=== Begin Enclosure ===

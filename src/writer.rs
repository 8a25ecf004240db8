//! Object Writer
//!
//! Upsert and delete primitives against the content store. New bytes are
//! staged at a per-call scratch path and swapped into place in one store
//! call, so the target always holds either the old or the new version.

use crate::error::{StoreError, SyncError};
use crate::store::{ContentStore, CopyOptions, RemoveOptions, WriteOptions};
use crate::types::{ContentId, ObjectPath};
use std::sync::atomic::{AtomicU64, Ordering};
use std::sync::Arc;
use tracing::{debug, warn};

/// Outcome of a delete
#[derive(Debug, Clone, Copy, PartialEq, Eq)]
pub enum Removal {
    Removed,
    /// Nothing was there; deletes are idempotent
    AlreadyAbsent,
}

pub struct ObjectWriter {
    store: Arc<dyn ContentStore>,
    scratch_prefix: ObjectPath,
    sequence: AtomicU64,
}

impl ObjectWriter {
    pub fn new(store: Arc<dyn ContentStore>, scratch_prefix: ObjectPath) -> Self {
        Self {
            store,
            scratch_prefix,
            sequence: AtomicU64::new(0),
        }
    }

    pub fn scratch_prefix(&self) -> &ObjectPath {
        &self.scratch_prefix
    }

    /// Write `bytes` to `path` and return the new content id of the root owning `path`.
    pub async fn upsert(&self, path: &ObjectPath, bytes: &[u8]) -> Result<ContentId, SyncError> {
        let owner = owning_root(path)?;
        if path.starts_with(&self.scratch_prefix) {
            return Err(StoreError::InvalidPath(format!(
                "{} is inside the scratch area {}",
                path, self.scratch_prefix
            ))
            .into());
        }

        let seq = self.sequence.fetch_add(1, Ordering::Relaxed);
        let scratch = self
            .scratch_prefix
            .join(&format!("{}-{}", std::process::id(), seq))?;

        let staged = WriteOptions {
            create: true,
            parents: true,
        };
        self.store
            .write(&scratch, bytes, staged)
            .await
            .map_err(|source| SyncError::Transient {
                op: "write",
                path: scratch.clone(),
                source,
            })?;

        let swap = CopyOptions {
            parents: true,
            overwrite: true,
        };
        if let Err(source) = self.store.copy(&scratch, path, swap).await {
            self.discard_scratch(&scratch).await;
            return Err(SyncError::Transient {
                op: "copy",
                path: path.clone(),
                source,
            });
        }
        self.discard_scratch(&scratch).await;

        let content_id = self.content_id(&owner).await?;
        debug!(path = %path, bytes = bytes.len(), content_id = %content_id.short(), "Upserted object");
        Ok(content_id)
    }

    /// Delete `path` (recursively for directories). Absence is not an error.
    pub async fn remove(&self, path: &ObjectPath) -> Result<Removal, SyncError> {
        owning_root(path)?;
        match self
            .store
            .remove(path, RemoveOptions { recursive: true })
            .await
        {
            Ok(()) => {
                debug!(path = %path, "Removed object");
                Ok(Removal::Removed)
            }
            Err(e) if e.is_not_found() => {
                debug!(path = %path, "Remove of absent object ignored");
                Ok(Removal::AlreadyAbsent)
            }
            Err(source) => Err(SyncError::Transient {
                op: "remove",
                path: path.clone(),
                source,
            }),
        }
    }

    /// Current content id of `path`
    pub async fn content_id(&self, path: &ObjectPath) -> Result<ContentId, SyncError> {
        self.store
            .stat(path)
            .await
            .map(|stat| stat.content_id)
            .map_err(|source| SyncError::Transient {
                op: "stat",
                path: path.clone(),
                source,
            })
    }

    async fn discard_scratch(&self, scratch: &ObjectPath) {
        if let Err(e) = self
            .store
            .remove(scratch, RemoveOptions { recursive: true })
            .await
        {
            if !e.is_not_found() {
                // Startup reconciliation clears the scratch area, so a leftover is harmless
                warn!(path = %scratch, error = %e, "Failed to discard scratch entry");
            }
        }
    }
}

/// The top-level directory (`/Root`) that owns `path`
fn owning_root(path: &ObjectPath) -> Result<ObjectPath, StoreError> {
    match path.top_level() {
        Some(top) if path.depth() > 1 => ObjectPath::parse(&format!("/{}", top)),
        _ => Err(StoreError::InvalidPath(format!(
            "{} is not below a root",
            path
        ))),
    }
}
//! Global config file source: $XDG_CONFIG_HOME/mirrorsync/config.toml or ~/.config/mirrorsync/config.toml

use config::builder::DefaultState;
use config::ConfigBuilder;
use config::ConfigError;
use config::File;
use std::path::PathBuf;
use tracing::debug;

/// Path to global config file.
pub fn global_config_path() -> Option<PathBuf> {
    let base = match std::env::var_os("XDG_CONFIG_HOME") {
        Some(dir) if !dir.is_empty() => PathBuf::from(dir),
        _ => PathBuf::from(std::env::var_os("HOME")?).join(".config"),
    };
    Some(base.join("mirrorsync").join("config.toml"))
}

/// Add global config file source to builder if it exists.
pub fn add_to_builder(
    mut builder: ConfigBuilder<DefaultState>,
) -> Result<ConfigBuilder<DefaultState>, ConfigError> {
    if let Some(path) = global_config_path() {
        if path.exists() {
            let canonical = dunce::canonicalize(&path).unwrap_or_else(|_| path.clone());
            builder = builder.add_source(File::from(canonical).required(false));
        } else {
            debug!(config_path = %path.display(), "No global configuration file");
        }
    }
    Ok(builder)
}
//! Environment source: MIRRORSYNC__SECTION__KEY variables

use config::builder::DefaultState;
use config::ConfigBuilder;
use config::Environment;

pub const ENV_PREFIX: &str = "MIRRORSYNC";

/// Add environment overrides. `MIRRORSYNC__SYNC__IGNORE_PATTERNS` is a comma-separated list.
pub fn add_to_builder(builder: ConfigBuilder<DefaultState>) -> ConfigBuilder<DefaultState> {
    builder.add_source(
        Environment::with_prefix(ENV_PREFIX)
            .prefix_separator("__")
            .separator("__")
            .try_parsing(true)
            .list_separator(",")
            .with_list_parse_key("sync.ignore_patterns"),
    )
}
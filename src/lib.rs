//! mirrorsync: continuous directory mirroring into a content-addressed store
//!
//! Filesystem events for each watched directory are serialized per root,
//! applied to the content store, and the resulting root hash is published to
//! a manifest that peers replicate.

pub mod cli;
pub mod config;
pub mod debounce;
pub mod engine;
pub mod error;
pub mod logging;
pub mod manifest;
pub mod queue;
pub mod replication;
pub mod store;
pub mod tree;
pub mod types;
pub mod watch;
pub mod writer;
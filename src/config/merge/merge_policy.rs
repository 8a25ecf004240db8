//! Merge rules: defaults and override order.

use config::Config;
use config::ConfigBuilder;
use config::ConfigError;

/// Create a Config builder with the built-in defaults applied.
///
/// Later sources override earlier ones: defaults, global file, explicit
/// `--config` file, then `MIRRORSYNC__SECTION__KEY` environment variables.
pub fn builder_with_defaults() -> Result<ConfigBuilder<config::builder::DefaultState>, ConfigError>
{
    Config::builder()
        .set_default("sync.debounce_ms", 0i64)?
        .set_default("sync.scratch_prefix", "/.upload")?
        .set_default("sync.initial_scan", true)?
        .set_default("storage.content_store", "content")?
        .set_default("storage.document_store", "documents")?
        .set_default("storage.manifest_snapshot", "manifest.json")?
        .set_default("replication.manifest_id", "distribution")
}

=== End Enclosure ===

Provide a verbatim copy of all the entries.

filename src/writer.rs
repository 8a25ecf004240db8
//! Object Writer
//!
//! Upsert and delete primitives against the content store. New bytes are
//! staged at a per-call scratch path and swapped into place in one store
//! call, so the target always holds either the old or the new version.

use crate::error::{StoreError, SyncError};
use crate::store::{ContentStore, CopyOptions, RemoveOptions, WriteOptions};
use crate::types::{ContentId, ObjectPath};
use std::sync::atomic::{AtomicU64, Ordering};
use std::sync::Arc;
use tracing::{debug, warn};

/// Outcome of a delete
#[derive(Debug, Clone, Copy, PartialEq, Eq)]
pub enum Removal {
    Removed,
    /// Nothing was there; deletes are idempotent
    AlreadyAbsent,
}

pub struct ObjectWriter {
    store: Arc<dyn ContentStore>,
    scratch_prefix: ObjectPath,
    sequence: AtomicU64,
}

impl ObjectWriter {
    pub fn new(store: Arc<dyn ContentStore>, scratch_prefix: ObjectPath) -> Self {
        Self {
            store,
            scratch_prefix,
            sequence: AtomicU64::new(0),
        }
    }

    pub fn scratch_prefix(&self) -> &ObjectPath {
        &self.scratch_prefix
    }

    /// Write `bytes` to `path` and return the new content id of the root owning `path`.
    pub async fn upsert(&self, path: &ObjectPath, bytes: &[u8]) -> Result<ContentId, SyncError> {
        let owner = owning_root(path)?;
        if path.starts_with(&self.scratch_prefix) {
            return Err(StoreError::InvalidPath(format!(
                "{} is inside the scratch area {}",
                path, self.scratch_prefix
            ))
            .into());
        }

        let seq = self.sequence.fetch_add(1, Ordering::Relaxed);
        let scratch = self
            .scratch_prefix
            .join(&format!("{}-{}", std::process::id(), seq))?;

        let staged = WriteOptions {
            create: true,
            parents: true,
        };
        self.store
            .write(&scratch, bytes, staged)
            .await
            .map_err(|source| SyncError::Transient {
                op: "write",
                path: scratch.clone(),
                source,
            })?;

        let swap = CopyOptions {
            parents: true,
            overwrite: true,
        };
        if let Err(source) = self.store.copy(&scratch, path, swap).await {
            self.discard_scratch(&scratch).await;
            return Err(SyncError::Transient {
                op: "copy",
                path: path.clone(),
                source,
            });
        }
        self.discard_scratch(&scratch).await;

        let content_id = self.content_id(&owner).await?;
        debug!(path = %path, bytes = bytes.len(), content_id = %content_id.short(), "Upserted object");
        Ok(content_id)
    }

    /// Delete `path` (recursively for directories). Absence is not an error.
    pub async fn remove(&self, path: &ObjectPath) -> Result<Removal, SyncError> {
        owning_root(path)?;
        match self
            .store
            .remove(path, RemoveOptions { recursive: true })
            .await
        {
            Ok(()) => {
                debug!(path = %path, "Removed object");
                Ok(Removal::Removed)
            }
            Err(e) if e.is_not_found() => {
                debug!(path = %path, "Remove of absent object ignored");
                Ok(Removal::AlreadyAbsent)
            }
            Err(source) => Err(SyncError::Transient {
                op: "remove",
                path: path.clone(),
                source,
            }),
        }
    }

    /// Current content id of `path`
    pub async fn content_id(&self, path: &ObjectPath) -> Result<ContentId, SyncError> {
        self.store
            .stat(path)
            .await
            .map(|stat| stat.content_id)
            .map_err(|source| SyncError::Transient {
                op: "stat",
                path: path.clone(),
                source,
            })
    }

    async fn discard_scratch(&self, scratch: &ObjectPath) {
        if let Err(e) = self
            .store
            .remove(scratch, RemoveOptions { recursive: true })
            .await
        {
            if !e.is_not_found() {
                // Startup reconciliation clears the scratch area, so a leftover is harmless
                warn!(path = %scratch, error = %e, "Failed to discard scratch entry");
            }
        }
    }
}

/// The top-level directory (`/Root`) that owns `path`
fn owning_root(path: &ObjectPath) -> Result<ObjectPath, StoreError> {
    match path.top_level() {
        Some(top) if path.depth() > 1 => ObjectPath::parse(&format!("/{}", top)),
        _ => Err(StoreError::InvalidPath(format!(
            "{} is not below a root",
            path
        ))),
    }
}
//! Global config file source: $XDG_CONFIG_HOME/mirrorsync/config.toml or ~/.config/mirrorsync/config.toml

use config::builder::DefaultState;
use config::ConfigBuilder;
use config::ConfigError;
use config::File;
use std::path::PathBuf;
use tracing::debug;

/// Path to global config file.
pub fn global_config_path() -> Option<PathBuf> {
    let base = match std::env::var_os("XDG_CONFIG_HOME") {
        Some(dir) if !dir.is_empty() => PathBuf::from(dir),
        _ => PathBuf::from(std::env::var_os("HOME")?).join(".config"),
    };
    Some(base.join("mirrorsync").join("config.toml"))
}

/// Add global config file source to builder if it exists.
pub fn add_to_builder(
    mut builder: ConfigBuilder<DefaultState>,
) -> Result<ConfigBuilder<DefaultState>, ConfigError> {
    if let Some(path) = global_config_path() {
        if path.exists() {
            let canonical = dunce::canonicalize(&path).unwrap_or_else(|_| path.clone());
            builder = builder.add_source(File::from(canonical).required(false));
        } else {
            debug!(config_path = %path.display(), "No global configuration file");
        }
    }
    Ok(builder)
}
//! Environment source: MIRRORSYNC__SECTION__KEY variables

use config::builder::DefaultState;
use config::ConfigBuilder;
use config::Environment;

pub const ENV_PREFIX: &str = "MIRRORSYNC";

/// Add environment overrides. `MIRRORSYNC__SYNC__IGNORE_PATTERNS` is a comma-separated list.
pub fn add_to_builder(builder: ConfigBuilder<DefaultState>) -> ConfigBuilder<DefaultState> {
    builder.add_source(
        Environment::with_prefix(ENV_PREFIX)
            .prefix_separator("__")
            .separator("__")
            .try_parsing(true)
            .list_separator(",")
            .with_list_parse_key("sync.ignore_patterns"),
    )
}
filename src/lib.rs
//! mirrorsync: continuous directory mirroring into a content-addressed store
//!
//! Filesystem events for each watched directory are serialized per root,
//! applied to the content store, and the resulting root hash is published to
//! a manifest that peers replicate.

pub mod cli;
pub mod config;
pub mod debounce;
pub mod engine;
pub mod error;
pub mod logging;
pub mod manifest;
pub mod queue;
pub mod replication;
pub mod store;
pub mod tree;
pub mod types;
pub mod watch;
pub mod writer;
filename src/config/merge/merge_policy.rs
repository 8a25ecf004240db8
//! Merge rules: defaults and override order.

use config::Config;
use config::ConfigBuilder;
use config::ConfigError;

/// Create a Config builder with the built-in defaults applied.
///
/// Later sources override earlier ones: defaults, global file, explicit
/// `--config` file, then `MIRRORSYNC__SECTION__KEY` environment variables.
pub fn builder_with_defaults() -> Result<ConfigBuilder<config::builder::DefaultState>, ConfigError>
{
    Config::builder()
        .set_default("sync.debounce_ms", 0i64)?
        .set_default("sync.scratch_prefix", "/.upload")?
        .set_default("sync.initial_scan", true)?
        .set_default("storage.content_store", "content")?
        .set_default("storage.document_store", "documents")?
        .set_default("storage.manifest_snapshot", "manifest.json")?
        .set_default("replication.manifest_id", "distribution")
}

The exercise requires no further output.